**Stored items**
----
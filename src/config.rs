//! Client configuration.

use crate::gemini::{ImageModel, TextModel};
use crate::image::AspectRatio;
use crate::prompts::DEFAULT_RECIPE_LANGUAGE;
use crate::retry::RetryPolicy;
use serde::{Deserialize, Serialize};

/// Root of the Generative Language REST API.
pub const DEFAULT_BASE_URL: &str = "https://generativelanguage.googleapis.com";

/// Shared folder where users are invited to upload their saved dishes.
pub const DEFAULT_SHARE_FOLDER_URL: &str =
    "https://drive.google.com/drive/folders/1VdAp3F6YAH7NkWjf6pN1If6nvOPvFViJ?usp=drive_link";

/// Settings for talking to the models.
///
/// Every field has a default, so a partial JSON document deserializes.
#[derive(Debug, Clone, PartialEq, Eq, Serialize, Deserialize)]
#[serde(default)]
pub struct ChefConfig {
    /// Model that writes the recipe.
    pub text_model: TextModel,
    /// Model that draws and edits the photo.
    pub image_model: ImageModel,
    /// Language the recipe is written in.
    pub recipe_language: String,
    /// Aspect ratio requested for new photos. Edits keep the source ratio.
    pub aspect_ratio: AspectRatio,
    /// Retry budget applied to every model call.
    pub retry: RetryPolicy,
    /// API root, overridable for proxies and tests.
    pub base_url: String,
    /// Link offered next to the download action.
    pub share_folder_url: String,
}

impl Default for ChefConfig {
    fn default() -> Self {
        Self {
            text_model: TextModel::default(),
            image_model: ImageModel::default(),
            recipe_language: DEFAULT_RECIPE_LANGUAGE.to_string(),
            aspect_ratio: AspectRatio::Square,
            retry: RetryPolicy::default(),
            base_url: DEFAULT_BASE_URL.to_string(),
            share_folder_url: DEFAULT_SHARE_FOLDER_URL.to_string(),
        }
    }
}
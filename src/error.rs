//! Error types for recipe and image generation.

use std::time::Duration;

/// Maximum length of an API error message carried inside a [`ChefError`].
const MAX_ERROR_MESSAGE_LEN: usize = 300;

/// Errors that can occur while talking to the model or handling its output.
#[derive(Debug, thiserror::Error)]
pub enum ChefError {
    /// No credential source produced a usable API key.
    #[error("no API key found: set VITE_API_KEY, GEMINI_API_KEY or API_KEY")]
    MissingCredential,

    /// The text model answered without any text.
    #[error("the model returned no recipe text")]
    EmptyGeneration,

    /// API key rejected.
    #[error("authentication failed: {0}")]
    Auth(String),

    /// API returned an error response.
    #[error("API error: {status} - {message}")]
    Api {
        /// HTTP status code.
        status: u16,
        /// Error message from the response body.
        message: String,
    },

    /// Rate limit exceeded.
    #[error("rate limited, retry after {retry_after:?}")]
    RateLimited {
        /// Wait suggested by the `Retry-After` header, if any.
        retry_after: Option<Duration>,
    },

    /// Prompt was blocked by safety filters.
    #[error("content blocked: {0}")]
    ContentBlocked(String),

    /// Invalid request parameters (unknown model, bad payload).
    #[error("invalid request: {0}")]
    InvalidRequest(String),

    /// A string that should have been a `data:` URI was not.
    #[error("invalid data URI: {0}")]
    InvalidDataUri(String),

    /// Network or HTTP error.
    #[error("network error: {0}")]
    Network(#[from] reqwest::Error),

    /// Failed to decode base64 data.
    #[error("failed to decode: {0}")]
    Decode(String),

    /// I/O error (e.g., saving an image).
    #[error("I/O error: {0}")]
    Io(#[from] std::io::Error),

    /// JSON serialization/deserialization error.
    #[error("JSON error: {0}")]
    Json(#[from] serde_json::Error),
}

impl ChefError {
    /// Returns true for failures of the remote call itself, as opposed to
    /// local problems (missing key, bad input, disk errors).
    pub fn is_transport_failure(&self) -> bool {
        matches!(
            self,
            Self::Auth(_)
                | Self::Api { .. }
                | Self::RateLimited { .. }
                | Self::ContentBlocked(_)
                | Self::InvalidRequest(_)
                | Self::Network(_)
                | Self::Json(_)
        )
    }
}

/// Result type alias for recipe-chef operations.
pub type Result<T> = std::result::Result<T, ChefError>;

/// Reduces a raw API error body to something fit for an error message.
///
/// Google APIs wrap errors as `{"error": {"message": ...}}`; when that shape
/// is present only the message is kept. The result is truncated.
pub(crate) fn sanitize_error_message(body: &str) -> String {
    let message = serde_json::from_str::<serde_json::Value>(body)
        .ok()
        .and_then(|v| {
            v.get("error")
                .and_then(|e| e.get("message"))
                .and_then(|m| m.as_str())
                .map(str::to_string)
        })
        .unwrap_or_else(|| body.trim().to_string());

    if message.chars().count() > MAX_ERROR_MESSAGE_LEN {
        let truncated: String = message.chars().take(MAX_ERROR_MESSAGE_LEN).collect();
        format!("{truncated}...")
    } else {
        message
    }
}

/// Parses a `Retry-After` header given in seconds.
pub(crate) fn parse_retry_after(headers: &reqwest::header::HeaderMap) -> Option<u64> {
    headers
        .get(reqwest::header::RETRY_AFTER)?
        .to_str()
        .ok()?
        .trim()
        .parse()
        .ok()
}
//! Self-contained `data:<mime>;base64,<payload>` images.

use crate::error::{ChefError, Result};
use crate::image::types::ImageFormat;
use base64::Engine;
use serde::{Deserialize, Serialize};
use std::fmt;
use std::path::Path;
use std::str::FromStr;

const SCHEME: &str = "data:";
const BASE64_MARKER: &str = ";base64,";

/// An image carried as a data URI: a MIME type plus a base64 payload.
///
/// This is the only representation of an image in a session; there is no
/// separate storage or identifier.
#[derive(Debug, Clone, PartialEq, Eq, Serialize, Deserialize)]
#[serde(try_from = "String", into = "String")]
pub struct DataUri {
    mime_type: String,
    data: String,
}

impl DataUri {
    /// Wraps an already base64-encoded payload.
    pub fn new(mime_type: impl Into<String>, data: impl Into<String>) -> Self {
        Self {
            mime_type: mime_type.into(),
            data: data.into(),
        }
    }

    /// Encodes raw bytes.
    pub fn from_bytes(mime_type: impl Into<String>, bytes: &[u8]) -> Self {
        Self::new(
            mime_type,
            base64::engine::general_purpose::STANDARD.encode(bytes),
        )
    }

    /// Encodes raw image bytes, sniffing the MIME type from magic bytes.
    /// Unknown formats are labelled PNG.
    pub fn from_image_bytes(bytes: &[u8]) -> Self {
        let format = ImageFormat::from_magic_bytes(bytes).unwrap_or_default();
        Self::from_bytes(format.mime_type(), bytes)
    }

    /// Parses `data:<mime>;base64,<payload>`.
    pub fn parse(input: &str) -> Result<Self> {
        let rest = input
            .trim()
            .strip_prefix(SCHEME)
            .ok_or_else(|| ChefError::InvalidDataUri("missing 'data:' prefix".into()))?;

        let (mime_type, payload) = rest
            .split_once(BASE64_MARKER)
            .ok_or_else(|| ChefError::InvalidDataUri("missing ';base64,' marker".into()))?;

        if mime_type.is_empty() {
            return Err(ChefError::InvalidDataUri("empty MIME type".into()));
        }

        let data: String = payload.chars().filter(|c| !c.is_ascii_whitespace()).collect();
        if data.is_empty() {
            return Err(ChefError::InvalidDataUri("empty payload".into()));
        }

        Ok(Self::new(mime_type, data))
    }

    /// The MIME type, e.g. `image/png`.
    pub fn mime_type(&self) -> &str {
        &self.mime_type
    }

    /// The base64 payload, without the `data:` header.
    pub fn data(&self) -> &str {
        &self.data
    }

    /// Decodes the payload, tolerating missing padding.
    pub fn decode(&self) -> Result<Vec<u8>> {
        use base64::engine::general_purpose::{STANDARD, STANDARD_NO_PAD};

        STANDARD
            .decode(&self.data)
            .or_else(|_| STANDARD_NO_PAD.decode(&self.data))
            .map_err(|e| ChefError::Decode(e.to_string()))
    }

    /// The image format named by the MIME type, if recognised.
    pub fn format(&self) -> Option<ImageFormat> {
        ImageFormat::from_mime_type(&self.mime_type)
    }

    /// File extension for saving; `png` when the MIME type is unknown.
    pub fn file_extension(&self) -> &'static str {
        self.format().unwrap_or_default().extension()
    }

    /// Writes the decoded bytes to `path`.
    pub fn save(&self, path: impl AsRef<Path>) -> Result<()> {
        std::fs::write(path, self.decode()?)?;
        Ok(())
    }
}

impl fmt::Display for DataUri {
    fn fmt(&self, f: &mut fmt::Formatter<'_>) -> fmt::Result {
        write!(f, "{SCHEME}{}{BASE64_MARKER}{}", self.mime_type, self.data)
    }
}

impl FromStr for DataUri {
    type Err = ChefError;

    fn from_str(s: &str) -> Result<Self> {
        Self::parse(s)
    }
}

impl TryFrom<String> for DataUri {
    type Error = ChefError;

    fn try_from(value: String) -> Result<Self> {
        Self::parse(&value)
    }
}

impl From<DataUri> for String {
    fn from(uri: DataUri) -> Self {
        uri.to_string()
    }
}

#[cfg(test)]
mod tests {
    use super::*;

    const PNG_BYTES: [u8; 12] = [0x89, 0x50, 0x4E, 0x47, 0x0D, 0x0A, 0x1A, 0x0A, 1, 2, 3, 4];

    #[test]
    fn test_parse_splits_mime_and_payload() {
        let uri = DataUri::parse("data:image/jpeg;base64,/9j/4AAQ").unwrap();
        assert_eq!(uri.mime_type(), "image/jpeg");
        assert_eq!(uri.data(), "/9j/4AAQ");
        assert_eq!(uri.format(), Some(ImageFormat::Jpeg));
        assert_eq!(uri.to_string(), "data:image/jpeg;base64,/9j/4AAQ");
    }

    #[test]
    fn test_parse_rejects_malformed_input() {
        for bad in [
            "",
            "image/png;base64,AAAA",
            "data:image/png,AAAA",
            "data:;base64,AAAA",
            "data:image/png;base64,",
            "https://example.com/cake.png",
        ] {
            assert!(
                matches!(DataUri::parse(bad), Err(ChefError::InvalidDataUri(_))),
                "accepted {bad:?}"
            );
        }
    }

    #[test]
    fn test_from_image_bytes_sniffs_format() {
        let uri = DataUri::from_image_bytes(&PNG_BYTES);
        assert_eq!(uri.mime_type(), "image/png");
        assert_eq!(uri.decode().unwrap(), PNG_BYTES);
    }

    #[test]
    fn test_decode_tolerates_missing_padding_and_whitespace() {
        let uri = DataUri::parse("data:image/png;base64,aGVs\nbG8").unwrap();
        assert_eq!(uri.decode().unwrap(), b"hello");
    }

    #[test]
    fn test_decode_rejects_garbage() {
        let uri = DataUri::new("image/png", "!!!not base64!!!");
        assert!(matches!(uri.decode(), Err(ChefError::Decode(_))));
    }

    #[test]
    fn test_unknown_mime_saves_as_png() {
        let uri = DataUri::new("image/heic", "AAAA");
        assert_eq!(uri.format(), None);
        assert_eq!(uri.file_extension(), "png");
    }

    #[test]
    fn test_serde_as_plain_string() {
        let uri = DataUri::new("image/png", "AAAA");
        let json = serde_json::to_string(&uri).unwrap();
        assert_eq!(json, "\"data:image/png;base64,AAAA\"");

        let back: DataUri = serde_json::from_str(&json).unwrap();
        assert_eq!(back, uri);
        assert!(serde_json::from_str::<DataUri>("\"nope\"").is_err());
    }

    #[test]
    fn test_save_writes_decoded_bytes() {
        let dir = tempfile::tempdir().unwrap();
        let path = dir.path().join("dish.png");
        DataUri::from_bytes("image/png", &PNG_BYTES).save(&path).unwrap();
        assert_eq!(std::fs::read(&path).unwrap(), PNG_BYTES);
    }
}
----
**Instructions to follow**
In the entries above, find every line with the word "TextModel" and list it.

**Result for this task**
use crate::gemini::{ImageModel, TextModel};
    pub text_model: TextModel,
            text_model: TextModel::default(),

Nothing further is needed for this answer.